With i.i.d. data the Fisher information can be easily shown to have the form \[I_n(\theta) = n I(\theta)\] where \(I(\theta)\) is the Fisher information for a *single* observation - that is, \(I(\theta) = I_1(\theta)\). [This follows from the fact that \(\ell\) is the sum of \(n\) terms, and from linearity of expectation: Exercise!]

For those that dislike the vagueness of the statement “for \(n\) sufficiently large”, the result can be written more formally as a limiting result as \(n \rightarrow \infty\):

\[I_n(\theta_0)^{-0.5} (\hat{\theta} - \theta_0) \rightarrow N(0,1) \text{ as } n \rightarrow \infty\]

This kind of result, where sample size tends to infinity, is often referred to as an “asymptotic” result in statistics. So the result gives the “asymptotic sampling distribution of the MLE”.

While mathematically more precise, this way of writing the result is perhaps less intutive than the approximate statement above.

The interpretation of this result needs a little care. In particular, it is important to understand what it means to say that the MLE has a “distribution”, since for any given dataset \(X_1,\dots,X_n\) the MLE \(\hat{\theta}\) is just a number.

One way to think of this is to *imagine* sampling several data sets \(X_1,\dots,X_n\), rather than just one data set. Each data set would give us an MLE. Supppose we collect \(J\) datasets, and the \(j\)th dataset gives an MLE \(\hat{\theta}_j\). The distribution of the MLE means the distribution of these \(\hat{\theta}_j\) values. Essentially it tells us what a histogram of the \(\hat{\theta}_j\) values would look like. This distribution is often called the “sampling distribution” of the MLE to emphasise that it is the distribution one would get when sampling many different data sets. The concrete examples given below help illustrate this key idea.

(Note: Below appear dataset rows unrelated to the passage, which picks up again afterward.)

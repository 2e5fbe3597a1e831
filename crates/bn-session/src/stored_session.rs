use crate::SessionKey;

use bn_core::SessionRecord;
use serde::{Deserialize, Serialize};

/// Plaintext layout of the encrypted payload.
#[derive(Debug, Clone, Default, PartialEq, Eq, Serialize, Deserialize)]
pub(crate) struct StoredSession {
    #[serde(default)]
    pub user_id: Option<String>,
    #[serde(default)]
    pub user_email: Option<String>,
    #[serde(default)]
    pub user_name: Option<String>,
    #[serde(default)]
    pub is_admin: bool,
}

impl StoredSession {
    pub(crate) fn get(&self, key: SessionKey) -> Option<String> {
        match key {
            SessionKey::UserId => self.user_id.clone(),
            SessionKey::UserEmail => self.user_email.clone(),
            SessionKey::UserName => self.user_name.clone(),
            SessionKey::IsAdmin => Some(self.is_admin.to_string()),
        }
    }

    /// Complete record, or None when any identity field is missing.
    pub(crate) fn to_record(&self) -> Option<SessionRecord> {
        Some(SessionRecord {
            user_id: self.user_id.clone()?,
            email: self.user_email.clone()?,
            display_name: self.user_name.clone()?,
            is_admin: self.is_admin,
        })
    }
}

Notice that, because the mean of the sampling distribution of the MLE is the true value (\(\theta_0\)), the variance of the sampling distribution tells us how far we might expect the MLE to lie from the true value. Specifically the variance is, by definition, the expected squared distance of the MLE from the true value \(\theta_0\). Thus the standard deviation (square root of variance) gives the root mean squared error (RMSE) of the MLE.

For i.i.d. data the Fisher information \(I_n(\theta)=nI(\theta)\) and so increases linearly with \(n\) (see notes above). Consequently the variance decreases linearly with \(n\) and the RMSE decreases with \(n^0.5\). Thus, for example, to halve the RMSE we need to multiply sample size by 4.

This is a fundamental idea in statistics: for i.i.d. data (and under regularity conditions) estimation error in the MLE decreases as the *square root* of the sample size.

Assume we observe i.i.d. samples \(X_1,\ldots,X_n\) drawn from a Bernoulli\((p)\) distribution with true parameter \(p=p_0\). The log-likelihood is: \[\ell(p; X_1,\dots,X_n) = \sum_{i=1}^n [X_i\log{p} + (1-X_i)\log(1-p)]\] Setting the derivative equal to zero, we obtain:

\[\frac{d}{dp}\ell(p;X_1,\dots,X_n) = \sum_{i=1}^n
\left[ \frac{X_i}{p} - \frac{(1-X_i)}{1-p}\right].\]

Setting this derivative to 0 and solving for \(p\), gives that the MLE is the sample mean: \(\hat{p} = (1/n)\sum_{i=1}^n X_i\).

The second derivative with respect to \(p\) is:

\[\frac{d^2}{dp^2} \ell(p; X_1,\dots,X_n) = \sum_{i=1}^n
\left[ -\frac{X_i}{p^2} - \frac{(1-X_i)}{(1-p)^2} \right]\]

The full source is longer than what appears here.